== INPUT MATERIAL ==
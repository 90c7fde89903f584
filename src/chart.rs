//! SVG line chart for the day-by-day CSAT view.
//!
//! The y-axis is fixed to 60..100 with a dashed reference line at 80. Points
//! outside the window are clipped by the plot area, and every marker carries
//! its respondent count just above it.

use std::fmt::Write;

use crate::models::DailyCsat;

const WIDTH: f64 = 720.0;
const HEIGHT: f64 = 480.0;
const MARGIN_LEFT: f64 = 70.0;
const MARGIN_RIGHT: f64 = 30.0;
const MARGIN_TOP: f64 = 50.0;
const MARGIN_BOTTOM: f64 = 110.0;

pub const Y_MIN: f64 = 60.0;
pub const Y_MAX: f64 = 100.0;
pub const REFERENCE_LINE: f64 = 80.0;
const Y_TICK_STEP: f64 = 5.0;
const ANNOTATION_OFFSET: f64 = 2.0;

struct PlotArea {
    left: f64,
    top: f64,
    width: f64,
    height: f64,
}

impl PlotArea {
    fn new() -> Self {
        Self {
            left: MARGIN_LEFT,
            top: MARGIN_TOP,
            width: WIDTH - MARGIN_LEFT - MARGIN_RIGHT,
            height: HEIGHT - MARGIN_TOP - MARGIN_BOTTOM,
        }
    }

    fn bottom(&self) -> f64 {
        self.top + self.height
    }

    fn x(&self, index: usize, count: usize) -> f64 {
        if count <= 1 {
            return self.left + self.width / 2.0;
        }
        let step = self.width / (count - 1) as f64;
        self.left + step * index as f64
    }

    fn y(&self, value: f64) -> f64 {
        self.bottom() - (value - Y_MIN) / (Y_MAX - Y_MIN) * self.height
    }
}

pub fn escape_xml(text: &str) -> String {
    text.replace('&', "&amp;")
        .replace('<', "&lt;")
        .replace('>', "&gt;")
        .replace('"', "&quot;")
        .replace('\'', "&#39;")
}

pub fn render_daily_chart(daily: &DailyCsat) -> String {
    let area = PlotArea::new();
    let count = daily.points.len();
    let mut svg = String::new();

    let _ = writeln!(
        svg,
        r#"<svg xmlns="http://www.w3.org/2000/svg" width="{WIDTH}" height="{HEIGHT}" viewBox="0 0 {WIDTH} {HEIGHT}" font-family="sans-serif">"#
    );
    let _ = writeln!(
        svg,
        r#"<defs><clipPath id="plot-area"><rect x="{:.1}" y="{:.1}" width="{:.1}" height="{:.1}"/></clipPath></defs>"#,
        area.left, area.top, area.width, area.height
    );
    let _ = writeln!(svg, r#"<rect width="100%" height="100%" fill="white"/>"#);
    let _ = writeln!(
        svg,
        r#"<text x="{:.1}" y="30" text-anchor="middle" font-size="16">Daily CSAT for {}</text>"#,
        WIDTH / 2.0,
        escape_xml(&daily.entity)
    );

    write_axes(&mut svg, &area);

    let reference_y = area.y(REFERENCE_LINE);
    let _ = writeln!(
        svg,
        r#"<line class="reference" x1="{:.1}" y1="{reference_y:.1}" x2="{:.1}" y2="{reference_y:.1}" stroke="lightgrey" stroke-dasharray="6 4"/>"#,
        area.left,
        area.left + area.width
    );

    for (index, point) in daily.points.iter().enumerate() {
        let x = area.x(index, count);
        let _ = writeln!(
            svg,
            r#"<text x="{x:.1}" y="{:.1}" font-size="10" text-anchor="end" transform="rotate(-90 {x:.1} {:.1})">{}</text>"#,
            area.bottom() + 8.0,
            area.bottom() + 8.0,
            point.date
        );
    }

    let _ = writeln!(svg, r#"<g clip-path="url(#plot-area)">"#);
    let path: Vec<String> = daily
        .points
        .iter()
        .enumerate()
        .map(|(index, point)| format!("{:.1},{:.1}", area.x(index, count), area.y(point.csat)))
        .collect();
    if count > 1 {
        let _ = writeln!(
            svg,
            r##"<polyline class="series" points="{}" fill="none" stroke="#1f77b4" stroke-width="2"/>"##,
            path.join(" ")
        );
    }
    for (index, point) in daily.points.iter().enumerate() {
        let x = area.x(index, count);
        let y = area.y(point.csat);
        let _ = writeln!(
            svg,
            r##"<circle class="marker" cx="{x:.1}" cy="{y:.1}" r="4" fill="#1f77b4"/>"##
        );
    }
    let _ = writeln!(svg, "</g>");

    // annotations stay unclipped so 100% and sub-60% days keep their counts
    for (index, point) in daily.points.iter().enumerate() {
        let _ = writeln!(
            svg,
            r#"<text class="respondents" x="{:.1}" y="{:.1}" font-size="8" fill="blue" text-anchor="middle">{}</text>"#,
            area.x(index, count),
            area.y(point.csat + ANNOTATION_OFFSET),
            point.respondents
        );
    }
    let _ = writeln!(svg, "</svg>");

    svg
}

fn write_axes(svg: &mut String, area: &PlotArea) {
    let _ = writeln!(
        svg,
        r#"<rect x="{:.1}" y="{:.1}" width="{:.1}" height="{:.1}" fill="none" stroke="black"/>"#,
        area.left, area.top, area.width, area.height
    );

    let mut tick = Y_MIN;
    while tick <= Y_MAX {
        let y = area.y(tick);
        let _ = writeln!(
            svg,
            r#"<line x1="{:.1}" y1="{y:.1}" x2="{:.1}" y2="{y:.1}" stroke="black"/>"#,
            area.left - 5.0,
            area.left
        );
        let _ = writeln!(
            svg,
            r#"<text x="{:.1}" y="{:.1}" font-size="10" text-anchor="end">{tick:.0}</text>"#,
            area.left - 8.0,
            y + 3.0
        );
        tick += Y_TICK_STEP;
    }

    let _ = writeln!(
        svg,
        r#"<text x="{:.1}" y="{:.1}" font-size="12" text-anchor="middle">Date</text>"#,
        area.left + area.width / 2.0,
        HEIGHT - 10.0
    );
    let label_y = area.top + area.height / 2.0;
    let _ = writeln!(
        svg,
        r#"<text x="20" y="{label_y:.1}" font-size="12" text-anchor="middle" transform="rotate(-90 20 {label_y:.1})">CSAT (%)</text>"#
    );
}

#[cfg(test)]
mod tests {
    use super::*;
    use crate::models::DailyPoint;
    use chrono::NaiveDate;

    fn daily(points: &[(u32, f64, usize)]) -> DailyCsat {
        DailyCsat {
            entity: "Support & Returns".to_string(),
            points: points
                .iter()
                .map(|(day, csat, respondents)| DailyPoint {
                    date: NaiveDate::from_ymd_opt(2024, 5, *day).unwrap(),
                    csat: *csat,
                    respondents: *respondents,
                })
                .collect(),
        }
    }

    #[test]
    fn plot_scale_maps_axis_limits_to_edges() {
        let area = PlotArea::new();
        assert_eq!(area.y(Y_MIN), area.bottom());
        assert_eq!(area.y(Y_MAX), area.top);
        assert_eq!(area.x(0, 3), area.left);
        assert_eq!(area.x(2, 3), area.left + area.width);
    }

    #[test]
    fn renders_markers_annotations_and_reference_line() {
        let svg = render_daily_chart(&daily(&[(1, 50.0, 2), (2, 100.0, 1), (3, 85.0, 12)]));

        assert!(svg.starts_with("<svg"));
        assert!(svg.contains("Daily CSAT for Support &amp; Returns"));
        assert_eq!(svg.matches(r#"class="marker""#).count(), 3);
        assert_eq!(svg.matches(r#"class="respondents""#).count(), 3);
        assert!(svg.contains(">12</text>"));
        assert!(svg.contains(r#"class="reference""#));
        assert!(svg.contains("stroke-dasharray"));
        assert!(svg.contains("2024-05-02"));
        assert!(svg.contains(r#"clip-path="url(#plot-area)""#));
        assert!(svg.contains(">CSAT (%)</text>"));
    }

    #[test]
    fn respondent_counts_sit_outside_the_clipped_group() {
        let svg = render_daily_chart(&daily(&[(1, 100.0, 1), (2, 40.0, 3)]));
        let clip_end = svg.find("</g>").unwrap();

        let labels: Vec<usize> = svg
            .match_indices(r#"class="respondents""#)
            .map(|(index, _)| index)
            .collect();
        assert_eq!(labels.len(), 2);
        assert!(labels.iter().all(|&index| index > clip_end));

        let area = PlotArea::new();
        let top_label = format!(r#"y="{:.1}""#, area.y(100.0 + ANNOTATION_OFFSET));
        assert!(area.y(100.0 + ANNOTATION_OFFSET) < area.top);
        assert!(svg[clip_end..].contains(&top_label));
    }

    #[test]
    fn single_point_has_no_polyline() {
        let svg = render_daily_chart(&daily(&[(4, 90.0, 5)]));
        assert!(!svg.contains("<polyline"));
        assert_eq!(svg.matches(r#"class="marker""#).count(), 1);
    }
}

== WHAT IS BEING ASKED ==
Reproduce word for word the material above, starting with the line that has "use crate::models::DailyCsat;" and stopping after the line that has "write_axes(&mut svg, &area);".

== RESPONSE TO THE EXERCISE ==
use crate::models::DailyCsat;

const WIDTH: f64 = 720.0;
const HEIGHT: f64 = 480.0;
const MARGIN_LEFT: f64 = 70.0;
const MARGIN_RIGHT: f64 = 30.0;
const MARGIN_TOP: f64 = 50.0;
const MARGIN_BOTTOM: f64 = 110.0;

pub const Y_MIN: f64 = 60.0;
pub const Y_MAX: f64 = 100.0;
pub const REFERENCE_LINE: f64 = 80.0;
const Y_TICK_STEP: f64 = 5.0;
const ANNOTATION_OFFSET: f64 = 2.0;

struct PlotArea {
    left: f64,
    top: f64,
    width: f64,
    height: f64,
}

impl PlotArea {
    fn new() -> Self {
        Self {
            left: MARGIN_LEFT,
            top: MARGIN_TOP,
            width: WIDTH - MARGIN_LEFT - MARGIN_RIGHT,
            height: HEIGHT - MARGIN_TOP - MARGIN_BOTTOM,
        }
    }

    fn bottom(&self) -> f64 {
        self.top + self.height
    }

    fn x(&self, index: usize, count: usize) -> f64 {
        if count <= 1 {
            return self.left + self.width / 2.0;
        }
        let step = self.width / (count - 1) as f64;
        self.left + step * index as f64
    }

    fn y(&self, value: f64) -> f64 {
        self.bottom() - (value - Y_MIN) / (Y_MAX - Y_MIN) * self.height
    }
}

pub fn escape_xml(text: &str) -> String {
    text.replace('&', "&amp;")
        .replace('<', "&lt;")
        .replace('>', "&gt;")
        .replace('"', "&quot;")
        .replace('\'', "&#39;")
}

pub fn render_daily_chart(daily: &DailyCsat) -> String {
    let area = PlotArea::new();
    let count = daily.points.len();
    let mut svg = String::new();

    let _ = writeln!(
        svg,
        r#"<svg xmlns="http://www.w3.org/2000/svg" width="{WIDTH}" height="{HEIGHT}" viewBox="0 0 {WIDTH} {HEIGHT}" font-family="sans-serif">"#
    );
    let _ = writeln!(
        svg,
        r#"<defs><clipPath id="plot-area"><rect x="{:.1}" y="{:.1}" width="{:.1}" height="{:.1}"/></clipPath></defs>"#,
        area.left, area.top, area.width, area.height
    );
    let _ = writeln!(svg, r#"<rect width="100%" height="100%" fill="white"/>"#);
    let _ = writeln!(
        svg,
        r#"<text x="{:.1}" y="30" text-anchor="middle" font-size="16">Daily CSAT for {}</text>"#,
        WIDTH / 2.0,
        escape_xml(&daily.entity)
    );

    write_axes(&mut svg, &area);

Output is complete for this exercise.